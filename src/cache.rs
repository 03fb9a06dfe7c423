//! On-disk cache of rendered frame sequences.
//!
//! Entries are keyed by a digest of the source file's identity (absolute
//! path, size, modification time) plus the target grid size. Of the rest of
//! the render configuration only the dither intensity is checked on load,
//! so changing fps, color mode or brightness reuses an existing entry.

use std::fs::{self, File};
use std::io::{BufReader, BufWriter};
use std::path::{Path, PathBuf};
use std::time::UNIX_EPOCH;

use serde::{Deserialize, Serialize};
use sha2::{Digest, Sha256};
use thiserror::Error;
use tracing::{debug, warn};

use crate::types::{RenderConfig, RenderedFrame};

#[derive(Debug, Error)]
pub enum CacheError {
    #[error("cache io: {0}")]
    Io(#[from] std::io::Error),
    #[error("cache record is corrupt: {0}")]
    Codec(#[from] bincode::Error),
    #[error("cached dither {stored} does not match requested {requested}")]
    DitherMismatch { stored: f64, requested: f64 },
}

/// Identity of a source file on disk.
#[derive(Debug, Clone, PartialEq, Eq)]
pub struct SourceIdentity {
    pub path: PathBuf,
    pub size: u64,
    pub modified_nanos: u128,
}

impl SourceIdentity {
    pub fn of(path: &Path) -> std::io::Result<Self> {
        let path = fs::canonicalize(path)?;
        let meta = fs::metadata(&path)?;
        let modified_nanos = meta
            .modified()?
            .duration_since(UNIX_EPOCH)
            .map(|d| d.as_nanos())
            .unwrap_or_default();
        Ok(SourceIdentity {
            path,
            size: meta.len(),
            modified_nanos,
        })
    }

    /// Hex SHA-256 over path, size and modification time.
    pub fn digest(&self) -> String {
        let key = format!(
            "{}-{}-{}",
            self.path.display(),
            self.size,
            self.modified_nanos
        );
        Sha256::digest(key.as_bytes())
            .iter()
            .map(|b| format!("{b:02x}"))
            .collect()
    }
}

#[derive(Debug, Deserialize)]
struct CacheRecord {
    frames: Vec<RenderedFrame>,
    config: RenderConfig,
}

/// Borrowed twin of `CacheRecord`; encodes to the same bytes.
#[derive(Serialize)]
struct CacheRecordRef<'a> {
    frames: &'a [RenderedFrame],
    config: &'a RenderConfig,
}

pub struct FrameCache {
    dir: PathBuf,
}

impl FrameCache {
    pub fn new(dir: impl Into<PathBuf>) -> Self {
        FrameCache { dir: dir.into() }
    }

    /// Cache rooted in the system temp directory.
    pub fn in_temp_dir() -> Self {
        Self::new(std::env::temp_dir())
    }

    pub fn path_for(&self, source: &SourceIdentity, config: &RenderConfig) -> PathBuf {
        self.dir.join(format!(
            "brrtfetch_{}_{}_{}.bin",
            source.digest(),
            config.width,
            config.height
        ))
    }

    pub fn load(&self, path: &Path, config: &RenderConfig) -> Result<Vec<RenderedFrame>, CacheError> {
        let reader = BufReader::new(File::open(path)?);
        let record: CacheRecord = bincode::deserialize_from(reader)?;
        if record.config.dither != config.dither {
            return Err(CacheError::DitherMismatch {
                stored: record.config.dither,
                requested: config.dither,
            });
        }
        Ok(record.frames)
    }

    pub fn store(
        &self,
        path: &Path,
        frames: &[RenderedFrame],
        config: &RenderConfig,
    ) -> Result<(), CacheError> {
        let record = CacheRecordRef { frames, config };
        let writer = BufWriter::new(File::create(path)?);
        bincode::serialize_into(writer, &record)?;
        Ok(())
    }

    /// Return the cached frames for `source` and `config`, or call `render`
    /// and store its result.
    ///
    /// Without a source identity nothing is read or written. Cache failures
    /// are never fatal: a bad read is a miss and a bad write is dropped.
    pub fn fetch<F>(
        &self,
        source: Option<&SourceIdentity>,
        config: &RenderConfig,
        render: F,
    ) -> Vec<RenderedFrame>
    where
        F: FnOnce() -> Vec<RenderedFrame>,
    {
        let Some(source) = source else {
            return render();
        };
        let path = self.path_for(source, config);

        match self.load(&path, config) {
            Ok(frames) => {
                debug!(frames = frames.len(), "cache hit {}", path.display());
                return frames;
            }
            Err(e) => debug!("cache miss {}: {e}", path.display()),
        }

        let frames = render();
        match self.store(&path, &frames, config) {
            Ok(()) => debug!(frames = frames.len(), "cached {}", path.display()),
            Err(e) => warn!("could not write cache {}: {e}", path.display()),
        }
        frames
    }
}
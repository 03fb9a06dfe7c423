//! Floyd–Steinberg error diffusion over a full canvas, per color channel.

use crate::types::Canvas;

/// Quantization step at full intensity.
const STEP: f64 = 48.0;

/// Neighbor offsets and their share of the error. Weights sum to one.
const DIFFUSION: [(i64, i64, f64); 4] = [
    (1, 0, 7.0 / 16.0),
    (-1, 1, 3.0 / 16.0),
    (0, 1, 5.0 / 16.0),
    (1, 1, 1.0 / 16.0),
];

/// Dither `canvas` in place. An intensity of zero leaves it untouched.
///
/// Pixels with alpha below 128 are skipped and never receive error.
pub fn dither(canvas: &mut Canvas, intensity: f64) {
    if intensity <= 0.0 {
        return;
    }
    for y in 0..canvas.height() {
        for x in 0..canvas.width() {
            diffuse_from(canvas, x, y, intensity);
        }
    }
}

fn clamp(v: f64) -> u8 {
    v.clamp(0.0, 255.0) as u8
}

/// Quantize pixel `(x, y)` and push its error onto opaque neighbors.
fn diffuse_from(canvas: &mut Canvas, x: u32, y: u32, intensity: f64) {
    let (w, h) = (canvas.width() as i64, canvas.height() as i64);
    let stride = canvas.stride();
    let o = canvas.offset(x, y);
    let px = canvas.pixels_mut();

    if px[o + 3] < 128 {
        return;
    }

    let step = STEP * intensity;
    let mut error = [0.0; 3];
    for c in 0..3 {
        let old = px[o + c] as f64;
        let new = (old / step + 0.5).floor() * step;
        px[o + c] = clamp(new);
        error[c] = (old - new) * intensity;
    }

    for (dx, dy, weight) in DIFFUSION {
        let (nx, ny) = (x as i64 + dx, y as i64 + dy);
        if nx < 0 || ny < 0 || nx >= w || ny >= h {
            continue;
        }
        let n = ny as usize * stride + nx as usize * 4;
        if px[n + 3] <= 128 {
            continue;
        }
        for c in 0..3 {
            // Truncate the share, not the sum, so no neighbor gets more than its weight.
            px[n + c] = clamp(px[n + c] as f64 + (error[c] * weight).trunc());
        }
    }
}
//! Parallel frame rendering.
//!
//! One producer composites frames strictly in order into pooled bitmaps; a
//! fixed set of workers dithers and rasterizes them concurrently; the
//! calling thread collects the results back into source order.

use std::num::NonZeroUsize;
use std::sync::mpsc;
use std::thread;

use parking_lot::Mutex;
use tracing::{debug, warn};

use super::Renderer;
use super::pool::{Pool, Pooled};
use crate::engine::Compositor;
use crate::engine::dither::dither;
use crate::engine::source::DecodedGif;
use crate::types::{Canvas, RenderConfig, RenderedFrame};

struct Job<'p> {
    index: usize,
    canvas: Pooled<'p, Canvas>,
}

pub struct Pipeline {
    workers: usize,
}

impl Default for Pipeline {
    fn default() -> Self {
        let workers = thread::available_parallelism().map_or(1, NonZeroUsize::get);
        Pipeline::new(workers)
    }
}

impl Pipeline {
    pub fn new(workers: usize) -> Self {
        Pipeline {
            workers: workers.max(1),
        }
    }

    /// Composite, dither and rasterize every frame of `gif`.
    pub fn render(&self, gif: &DecodedGif, config: &RenderConfig) -> Vec<RenderedFrame> {
        self.render_with(gif, |canvas, out| {
            if config.dither > 0.0 {
                dither(canvas, config.dither);
            }
            if let Err(e) = Renderer::render(canvas, config, out) {
                warn!("glyph rendering failed: {e}");
            }
        })
    }

    /// Run the pipeline with a custom per-frame stage.
    ///
    /// `stage` receives an exclusive, already composited bitmap and an empty
    /// scratch buffer to write the frame's bytes into. Results come back in
    /// source order regardless of which worker finishes first.
    pub fn render_with<F>(&self, gif: &DecodedGif, stage: F) -> Vec<RenderedFrame>
    where
        F: Fn(&mut Canvas, &mut Vec<u8>) + Sync,
    {
        let total = gif.frames.len();
        if total == 0 {
            return Vec::new();
        }
        debug!(frames = total, workers = self.workers, "rendering");

        let bitmaps = Pool::bounded(
            (0..self.workers * 2)
                .map(|_| Canvas::new(gif.width, gif.height))
                .collect(),
        );
        let scratch: Pool<Vec<u8>> = Pool::elastic(Vec::new);

        let mut slots: Vec<Option<RenderedFrame>> = vec![None; total];

        // Workers borrow the receiver, so it has to outlive the scope.
        let (job_tx, job_rx) = mpsc::sync_channel::<Job>(self.workers);
        let job_rx = Mutex::new(job_rx);
        let (result_tx, result_rx) = mpsc::channel::<(usize, RenderedFrame)>();

        thread::scope(|s| {
            let bitmaps = &bitmaps;
            s.spawn(move || {
                let mut compositor = Compositor::new(gif);
                let mut index = 0;
                while let Some(canvas) = compositor.advance() {
                    let mut pooled = bitmaps.checkout();
                    pooled.copy_from(canvas);
                    if job_tx.send(Job { index, canvas: pooled }).is_err() {
                        break;
                    }
                    index += 1;
                }
            });

            for _ in 0..self.workers {
                let job_rx = &job_rx;
                let result_tx = result_tx.clone();
                let scratch = &scratch;
                let stage = &stage;
                s.spawn(move || {
                    loop {
                        // Hold the lock only for the receive.
                        let job = job_rx.lock().recv();
                        let Ok(mut job) = job else { break };

                        let mut buf = scratch.checkout();
                        buf.clear();
                        stage(&mut *job.canvas, &mut *buf);
                        let frame = RenderedFrame(buf.to_vec());
                        drop(job.canvas);

                        if result_tx.send((job.index, frame)).is_err() {
                            break;
                        }
                    }
                });
            }
            drop(result_tx);

            for (index, frame) in result_rx {
                slots[index] = Some(frame);
            }
        });

        debug!(frames = total, "rendering finished");
        slots.into_iter().map(Option::unwrap_or_default).collect()
    }
}
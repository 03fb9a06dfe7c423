//! Source GIF types — the decoded, not yet composited animation.
//!
//! A `DecodedGif` is a logical canvas size plus a list of partial frames,
//! each carrying its own bounds, RGBA pixels and disposal instruction. The
//! compositor turns these into full-canvas bitmaps.

use std::fs::File;
use std::io::{BufReader, Read};
use std::path::Path;

use thiserror::Error;
use tracing::{debug, warn};

use crate::types::Bounds;

#[derive(Debug, Error)]
pub enum SourceError {
    #[error("failed to open {path}: {source}")]
    Open {
        path: String,
        source: std::io::Error,
    },
    #[error("failed to decode GIF: {0}")]
    Decode(#[from] gif::DecodingError),
}

/// What happens to the canvas after a frame has been shown, before the next
/// frame is drawn.
#[derive(Debug, Clone, Copy, Default, PartialEq, Eq)]
pub enum Disposal {
    /// Unspecified; the canvas is left as is.
    #[default]
    None,
    /// Leave the frame in place.
    Keep,
    /// Clear the frame's bounds to transparent.
    RestoreBackground,
    /// Restore the canvas to how it was before the frame was drawn.
    RestorePrevious,
}

impl From<gif::DisposalMethod> for Disposal {
    fn from(method: gif::DisposalMethod) -> Self {
        match method {
            gif::DisposalMethod::Any => Disposal::None,
            gif::DisposalMethod::Keep => Disposal::Keep,
            gif::DisposalMethod::Background => Disposal::RestoreBackground,
            gif::DisposalMethod::Previous => Disposal::RestorePrevious,
        }
    }
}

/// One frame as stored in the file: only the region it covers.
#[derive(Debug, Clone, PartialEq, Eq)]
pub struct PartialFrame {
    pub bounds: Bounds,
    /// RGBA pixels, `bounds.width * bounds.height * 4` bytes.
    pub rgba: Vec<u8>,
    pub disposal: Disposal,
}

#[derive(Debug, Clone, Default, PartialEq, Eq)]
pub struct DecodedGif {
    pub width: u32,
    pub height: u32,
    pub frames: Vec<PartialFrame>,
}

impl DecodedGif {
    /// Decode every frame of a GIF stream.
    pub fn decode<R: Read>(reader: R) -> Result<Self, SourceError> {
        let mut options = gif::DecodeOptions::new();
        options.set_color_output(gif::ColorOutput::RGBA);
        let mut decoder = options.read_info(reader)?;

        let width = decoder.width() as u32;
        let height = decoder.height() as u32;
        let mut frames = Vec::new();

        while let Some(frame) = decoder.read_next_frame()? {
            frames.push(PartialFrame {
                bounds: Bounds::new(
                    frame.left as u32,
                    frame.top as u32,
                    frame.width as u32,
                    frame.height as u32,
                ),
                rgba: frame.buffer.to_vec(),
                disposal: frame.dispose.into(),
            });
        }

        Ok(DecodedGif { width, height, frames })
    }

    pub fn open(path: &Path) -> Result<Self, SourceError> {
        let file = File::open(path).map_err(|source| SourceError::Open {
            path: path.display().to_string(),
            source,
        })?;
        Self::decode(BufReader::new(file))
    }

    /// Like `open`, but a missing or corrupt file yields a zero-frame GIF.
    pub fn load_or_empty(path: &Path) -> Self {
        match Self::open(path) {
            Ok(gif) => {
                debug!(
                    frames = gif.frames.len(),
                    width = gif.width,
                    height = gif.height,
                    "decoded {}",
                    path.display()
                );
                gif
            }
            Err(e) => {
                warn!("{e}; continuing with no frames");
                DecodedGif::default()
            }
        }
    }
}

--*--

The listing above holds a line with "system temp directory." and a line with "return render();". Print the stretch from the first through the second, exactly and alone.

▸ WRITTEN SOLUTION:
    /// Cache rooted in the system temp directory.
    pub fn in_temp_dir() -> Self {
        Self::new(std::env::temp_dir())
    }

    pub fn path_for(&self, source: &SourceIdentity, config: &RenderConfig) -> PathBuf {
        self.dir.join(format!(
            "brrtfetch_{}_{}_{}.bin",
            source.digest(),
            config.width,
            config.height
        ))
    }

    pub fn load(&self, path: &Path, config: &RenderConfig) -> Result<Vec<RenderedFrame>, CacheError> {
        let reader = BufReader::new(File::open(path)?);
        let record: CacheRecord = bincode::deserialize_from(reader)?;
        if record.config.dither != config.dither {
            return Err(CacheError::DitherMismatch {
                stored: record.config.dither,
                requested: config.dither,
            });
        }
        Ok(record.frames)
    }

    pub fn store(
        &self,
        path: &Path,
        frames: &[RenderedFrame],
        config: &RenderConfig,
    ) -> Result<(), CacheError> {
        let record = CacheRecordRef { frames, config };
        let writer = BufWriter::new(File::create(path)?);
        bincode::serialize_into(writer, &record)?;
        Ok(())
    }

    /// Return the cached frames for `source` and `config`, or call `render`
    /// and store its result.
    ///
    /// Without a source identity nothing is read or written. Cache failures
    /// are never fatal: a bad read is a miss and a bad write is dropped.
    pub fn fetch<F>(
        &self,
        source: Option<&SourceIdentity>,
        config: &RenderConfig,
        render: F,
    ) -> Vec<RenderedFrame>
    where
        F: FnOnce() -> Vec<RenderedFrame>,
    {
        let Some(source) = source else {
            return render();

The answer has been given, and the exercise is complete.